Biopharmaceutical firm Hutchison China MediTech (Chi-Med) has begun a Phase II clinical trial of savolitinib for the treatment of locally advanced or metastatic pulmonary sarcomatoid carcinoma (PSC) in China.

Savolitinib is developed as a selective oral inhibitor of mesenchymal epithelial transition factor (c-Met) receptor of an enzyme tyrosine kinase, which was reported to have abnormal functionality in several types of solid tumours.

The multi-centre, single-arm, open-label Phase II trial will evaluate the efficacy and safety of savolitinib as a monotherapy in patients harbouring Met gene alterations.

The trial's primary endpoint is objective response rate (ORR), while secondary endpoints include progression free survival (PFS), disease control rate (DCR), duration of response (DoR), overall survival (OS) and safety.

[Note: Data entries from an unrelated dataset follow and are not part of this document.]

//! Core domain model for earmark.
//!
//! This crate defines the catalog entry model, the rating sentinel, the
//! normalized join keys, the column alias table used to recognise tabular
//! headers, and the shared error type.

#![deny(unsafe_code)]
#![warn(missing_debug_implementations)]

pub mod columns;
pub mod error;
pub mod model;

pub use columns::{ColumnAliases, ColumnMap, Field};
pub use error::{Error, Result};
pub use model::{Catalog, CatalogEntry, CatalogStats, EntryKey, GemFilter, Rating, TitleKey};
use anyhow::Result;
use earmark_etl::{config, Config};

/// Show the current effective configuration.
pub fn show_config(config: &Config) -> Result<()> {
    println!("Current Configuration");
    println!("=====================\n");

    let config_path = config::config_file_path();
    println!("Config file: {}", config_path.display());
    let exists = config_path.exists();
    println!("File exists: {}\n", if exists { "yes" } else { "no (using defaults)" });

    println!("Settings:");
    println!("  catalog_path: {}", config.catalog_path.display());
    println!("  features_path: {}", config.features_path.display());
    println!("  join: {:?}", config.join);
    println!("  missing_description: {:?}", config.missing_description);
    println!("  require_rating: {}", config.require_rating);
    println!("  top_k: {}", config.top_k);
    println!("  min_rating: {}", config.min_rating);
    println!("  max_features: {}", config.max_features);
    println!("  stop_words: {}", config.stop_words);
    println!(
        "  column_aliases: {}",
        config
            .column_aliases
            .as_ref()
            .map_or_else(|| String::from("<not set>"), |path| path.display().to_string())
    );

    println!("\nPriority: CLI args > ENV vars (EARMARK_*) > Config file > Defaults");

    Ok(())
}

/// Show the config file path.
pub fn show_path() -> Result<()> {
    println!("{}", config::config_file_path().display());
    Ok(())
}

/// Show example configuration.
pub fn show_example() -> Result<()> {
    print!("{}", config::example_config());
    Ok(())
}

/// Initialize config file with defaults.
pub fn init_config() -> Result<()> {
    let created = config::ensure_config_file()?;
    let config_path = config::config_file_path();

    if created {
        println!("✓ Created config file: {}", config_path.display());
        println!("\nEdit this file to configure earmark.");
    } else {
        println!("Config file already exists: {}", config_path.display());
    }

    Ok(())
}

"The multi-centre, single-arm, open-label Phase II trial will evaluate the efficacy and safety of savolitinib as a monotherapy in patients harbouring Met gene alterations."

The drug was reported to have shown encouraging results of clinical efficacy in Phase I trial. It was found to decrease the tumour size in patients with c-Met gene amplification in papillary renal cell carcinoma, non-small-cell lung cancer, colorectal cancer and gastric cancer.

The firm is currently evaluating savolitinib in collaboration with AstraZeneca, in several parallel proof-of-concept studies as a monotherapy and in combination with other targeted therapies, immunotherapies and chemotherapy.

Chi-Med has recently initiated a Phase I clinical trial of small molecule inhibitor HMPL-453 in Australia, to treat advanced or metastatic solid malignancies.

The open-label, dose-escalation Phase I trial will assess the safety, tolerability, pharmacokinetics and preliminary anti-tumour activity of HMPL-453.